In response to a series of often conflicting judicial opinions on the state of cryptocurrency in the country, the Chinese government has officially issued a legal commentary on dealing with cases of nonfungible tokens (NFTs) theft and their status as virtual property protected by law.
According to a Nov. 9 publication by China’s state-controlled Southwest University of Political Science and Law (SUPL), digital collectibles such as NFTs — unlike ordinary online images — conform to the characteristics of online virtual property due to their non-tamperable features, unique codes and detailed transaction information.
“This highlights the scarcity of digital collections, which have both use value and exchange value,” jurists write. “According to Article 127 of the Civil Code, it can be seen that from the perspective of civil law, online virtual property is regarded as an object of rights that ‘is different from property rights, creditor’s rights, intellectual property rights, etc. and is protected by civil law’.”
In addition, jurists state that the theft of NFTs, therefore, carries applicable criminal penalties, which can be evaluated in conjunction with related offenses committed during the course of the theft, such as hacking into computer systems or data theft.
“Digital collections have technical characteristics that cannot be copied, indicating that the holder has exclusive control.
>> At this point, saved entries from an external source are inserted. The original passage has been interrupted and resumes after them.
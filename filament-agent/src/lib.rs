//! Agent backend exporter for the filament tracing agent.
//!
//! Finished spans are transmitted to a local agent process as a JSON
//! document containing a list of plugin payloads; each payload names the
//! reporting plugin, identifies the entity it reports for and carries the
//! span records. The [`AgentExporter`] performs the encoding and the HTTP
//! delivery; the [`AgentPipelineBuilder`] wires exporter, batching processor
//! and span registry together:
//!
//! ```no_run
//! use filament::SpanKind;
//! use filament_agent::new_pipeline;
//!
//! # fn main() -> Result<(), filament::trace::TraceError> {
//! let registry = new_pipeline()
//!     .with_endpoint("http://127.0.0.1:42699/traces")
//!     .with_http_client(reqwest::Client::new())
//!     .install()?;
//!
//! registry.in_span("http-server", SpanKind::Entry, |_cx| {
//!     // ... handle the request ...
//! });
//! # Ok(())
//! # }
//! ```
//!
//! Transmission is fire-and-forget per batch: a failed delivery is logged by
//! the batching processor and the batch discarded, never retried — the agent
//! must not accumulate unbounded state on behalf of the host application.

#![warn(missing_docs, unreachable_pub, missing_debug_implementations)]

mod exporter;

pub use exporter::{
    new_pipeline, AgentExporter, AgentPipelineBuilder, Error, DEFAULT_AGENT_ENDPOINT,
};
If the digital collection is stolen by others, the holder loses exclusive control,” jurists from SUPL say.
“Although our country has not yet opened the secondary circulation market for NFTs, consumers can rely on the trading platform to complete operations such as purchase, collection, transfer, and destruction, and achieve exclusive possession, use, and disposal rights.”
China has seen a rise in civil disputes this year involving cryptocurrencies, with some courts ruling that virtual assets are protected by law and others saying they are not. Last month, Chinese government-owned newspaper China Daily announced a 2.813 million Chinese yuan ($390,000) grant for third-party contractors to design an NFT platform. In May, Chinese prosecutors announced they would crack down on “pseudo-innovations” within its NFT market.
Bitget’s to invest in India
Cryptocurrency exchange Bitget will invest $10 million over five years in startups primarily based in India.
According to the Nov. 7 announcement, startups will have the opportunity to pitch to Bitget and venture capitalists including Sequoia Capital, Lightspeed Ventures, and Draper Labs, during the BUIDL for Web3 multichain summit in India.
“Bitget aims to identify valuable and promising projects in the crypto space and provide them with comprehensive support, accelerating innovation in emerging technologies,” the exchange says. To qualify, projects must have a minimum viable product and hold multiple layers of security functionalities with auditing transparency.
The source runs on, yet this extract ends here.